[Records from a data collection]
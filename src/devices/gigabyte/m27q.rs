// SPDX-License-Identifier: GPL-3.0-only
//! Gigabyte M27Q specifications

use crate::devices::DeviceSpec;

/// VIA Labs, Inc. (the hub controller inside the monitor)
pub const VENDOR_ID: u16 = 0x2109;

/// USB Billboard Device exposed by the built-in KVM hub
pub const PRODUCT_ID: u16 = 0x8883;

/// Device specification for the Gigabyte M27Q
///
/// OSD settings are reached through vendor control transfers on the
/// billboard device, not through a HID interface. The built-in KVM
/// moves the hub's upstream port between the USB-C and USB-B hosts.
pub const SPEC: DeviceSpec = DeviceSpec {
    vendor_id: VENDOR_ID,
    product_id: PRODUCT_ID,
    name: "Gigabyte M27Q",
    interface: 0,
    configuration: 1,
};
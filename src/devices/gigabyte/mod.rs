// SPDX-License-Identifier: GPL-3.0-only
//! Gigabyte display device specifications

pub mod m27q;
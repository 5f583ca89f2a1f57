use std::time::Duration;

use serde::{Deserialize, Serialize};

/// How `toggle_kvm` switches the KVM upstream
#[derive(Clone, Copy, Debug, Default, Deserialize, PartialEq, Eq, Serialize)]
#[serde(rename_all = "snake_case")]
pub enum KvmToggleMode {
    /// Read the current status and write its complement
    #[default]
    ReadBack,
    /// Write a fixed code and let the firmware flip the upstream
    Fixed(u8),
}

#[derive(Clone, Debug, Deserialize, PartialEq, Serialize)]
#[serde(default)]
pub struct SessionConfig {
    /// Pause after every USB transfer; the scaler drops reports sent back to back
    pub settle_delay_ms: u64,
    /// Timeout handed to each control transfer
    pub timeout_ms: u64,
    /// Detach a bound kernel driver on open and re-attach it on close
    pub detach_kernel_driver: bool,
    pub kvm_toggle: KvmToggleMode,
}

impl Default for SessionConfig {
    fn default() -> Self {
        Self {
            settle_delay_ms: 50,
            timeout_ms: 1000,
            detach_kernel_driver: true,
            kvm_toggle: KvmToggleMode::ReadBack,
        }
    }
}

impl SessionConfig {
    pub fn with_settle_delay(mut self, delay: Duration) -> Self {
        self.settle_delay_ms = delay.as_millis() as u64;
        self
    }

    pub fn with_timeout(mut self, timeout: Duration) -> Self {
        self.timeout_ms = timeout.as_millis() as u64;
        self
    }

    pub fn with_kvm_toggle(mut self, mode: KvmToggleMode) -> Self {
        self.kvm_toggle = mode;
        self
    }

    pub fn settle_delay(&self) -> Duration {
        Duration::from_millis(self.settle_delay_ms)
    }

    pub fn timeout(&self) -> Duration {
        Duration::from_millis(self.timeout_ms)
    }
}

...

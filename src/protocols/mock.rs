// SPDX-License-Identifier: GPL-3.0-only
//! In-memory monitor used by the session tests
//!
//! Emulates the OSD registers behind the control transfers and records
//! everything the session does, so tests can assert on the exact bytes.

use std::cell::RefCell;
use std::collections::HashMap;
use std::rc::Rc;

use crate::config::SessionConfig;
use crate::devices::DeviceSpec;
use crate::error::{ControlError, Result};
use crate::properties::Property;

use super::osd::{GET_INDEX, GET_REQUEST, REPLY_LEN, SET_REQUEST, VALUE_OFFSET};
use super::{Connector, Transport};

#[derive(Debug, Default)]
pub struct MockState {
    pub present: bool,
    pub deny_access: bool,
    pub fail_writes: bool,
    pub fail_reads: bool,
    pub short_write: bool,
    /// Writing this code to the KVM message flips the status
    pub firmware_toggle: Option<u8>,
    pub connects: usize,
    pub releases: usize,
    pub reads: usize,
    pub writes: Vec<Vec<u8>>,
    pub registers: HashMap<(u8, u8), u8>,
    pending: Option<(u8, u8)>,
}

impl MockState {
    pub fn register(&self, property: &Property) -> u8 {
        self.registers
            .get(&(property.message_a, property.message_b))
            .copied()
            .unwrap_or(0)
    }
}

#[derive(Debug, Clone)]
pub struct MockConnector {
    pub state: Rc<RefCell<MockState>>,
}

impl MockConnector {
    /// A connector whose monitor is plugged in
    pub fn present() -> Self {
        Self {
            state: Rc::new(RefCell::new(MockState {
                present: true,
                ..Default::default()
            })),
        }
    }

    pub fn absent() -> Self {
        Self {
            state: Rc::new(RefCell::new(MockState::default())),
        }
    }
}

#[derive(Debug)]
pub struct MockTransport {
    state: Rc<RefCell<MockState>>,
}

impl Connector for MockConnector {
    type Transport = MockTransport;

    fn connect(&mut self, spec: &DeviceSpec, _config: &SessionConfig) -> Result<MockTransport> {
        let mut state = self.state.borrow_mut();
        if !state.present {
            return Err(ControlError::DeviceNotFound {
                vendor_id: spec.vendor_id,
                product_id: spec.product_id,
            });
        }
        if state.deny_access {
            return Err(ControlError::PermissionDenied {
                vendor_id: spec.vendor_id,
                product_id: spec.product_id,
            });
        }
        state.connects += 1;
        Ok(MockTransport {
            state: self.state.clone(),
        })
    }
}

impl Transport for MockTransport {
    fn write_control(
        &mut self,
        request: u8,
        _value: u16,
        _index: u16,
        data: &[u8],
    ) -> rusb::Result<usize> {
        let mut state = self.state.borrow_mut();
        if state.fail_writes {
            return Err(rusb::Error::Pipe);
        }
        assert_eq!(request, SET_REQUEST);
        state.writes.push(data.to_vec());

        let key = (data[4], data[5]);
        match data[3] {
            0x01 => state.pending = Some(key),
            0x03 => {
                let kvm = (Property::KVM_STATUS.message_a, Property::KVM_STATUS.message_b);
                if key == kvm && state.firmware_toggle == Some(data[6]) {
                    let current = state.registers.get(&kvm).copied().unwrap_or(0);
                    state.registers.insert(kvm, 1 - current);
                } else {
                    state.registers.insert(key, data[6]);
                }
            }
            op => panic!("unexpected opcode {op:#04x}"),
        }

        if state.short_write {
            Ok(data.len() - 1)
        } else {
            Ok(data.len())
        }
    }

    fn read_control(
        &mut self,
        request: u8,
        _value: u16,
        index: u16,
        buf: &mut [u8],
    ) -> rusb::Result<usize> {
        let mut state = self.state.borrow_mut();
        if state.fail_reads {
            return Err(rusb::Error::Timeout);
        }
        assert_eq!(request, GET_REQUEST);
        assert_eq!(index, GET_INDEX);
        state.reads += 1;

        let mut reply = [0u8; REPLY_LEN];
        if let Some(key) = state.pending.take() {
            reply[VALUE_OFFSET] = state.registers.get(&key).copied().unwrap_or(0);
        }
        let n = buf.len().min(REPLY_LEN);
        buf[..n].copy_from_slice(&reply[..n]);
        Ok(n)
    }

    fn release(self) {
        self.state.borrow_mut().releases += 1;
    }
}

* Exercise aim
Looking at the data above, write out exactly the lines that start at the one containing "filename src/devices/gigabyte/m27q.rs" and end at the one containing "pub fn with_timeout(mut"; include both and nothing beyond.

* Answer section
filename src/devices/gigabyte/m27q.rs
// SPDX-License-Identifier: GPL-3.0-only
//! Gigabyte M27Q specifications

use crate::devices::DeviceSpec;

/// VIA Labs, Inc. (the hub controller inside the monitor)
pub const VENDOR_ID: u16 = 0x2109;

/// USB Billboard Device exposed by the built-in KVM hub
pub const PRODUCT_ID: u16 = 0x8883;

/// Device specification for the Gigabyte M27Q
///
/// OSD settings are reached through vendor control transfers on the
/// billboard device, not through a HID interface. The built-in KVM
/// moves the hub's upstream port between the USB-C and USB-B hosts.
pub const SPEC: DeviceSpec = DeviceSpec {
    vendor_id: VENDOR_ID,
    product_id: PRODUCT_ID,
    name: "Gigabyte M27Q",
    interface: 0,
    configuration: 1,
};
filename src/devices/gigabyte/mod.rs
// SPDX-License-Identifier: GPL-3.0-only
//! Gigabyte display device specifications

pub mod m27q;
repository 5f583ca89f2a1f57
use std::time::Duration;

use serde::{Deserialize, Serialize};

/// How `toggle_kvm` switches the KVM upstream
#[derive(Clone, Copy, Debug, Default, Deserialize, PartialEq, Eq, Serialize)]
#[serde(rename_all = "snake_case")]
pub enum KvmToggleMode {
    /// Read the current status and write its complement
    #[default]
    ReadBack,
    /// Write a fixed code and let the firmware flip the upstream
    Fixed(u8),
}

#[derive(Clone, Debug, Deserialize, PartialEq, Serialize)]
#[serde(default)]
pub struct SessionConfig {
    /// Pause after every USB transfer; the scaler drops reports sent back to back
    pub settle_delay_ms: u64,
    /// Timeout handed to each control transfer
    pub timeout_ms: u64,
    /// Detach a bound kernel driver on open and re-attach it on close
    pub detach_kernel_driver: bool,
    pub kvm_toggle: KvmToggleMode,
}

impl Default for SessionConfig {
    fn default() -> Self {
        Self {
            settle_delay_ms: 50,
            timeout_ms: 1000,
            detach_kernel_driver: true,
            kvm_toggle: KvmToggleMode::ReadBack,
        }
    }
}

impl SessionConfig {
    pub fn with_settle_delay(mut self, delay: Duration) -> Self {
        self.settle_delay_ms = delay.as_millis() as u64;
        self
    }

    pub fn with_timeout(mut self, timeout: Duration) -> Self {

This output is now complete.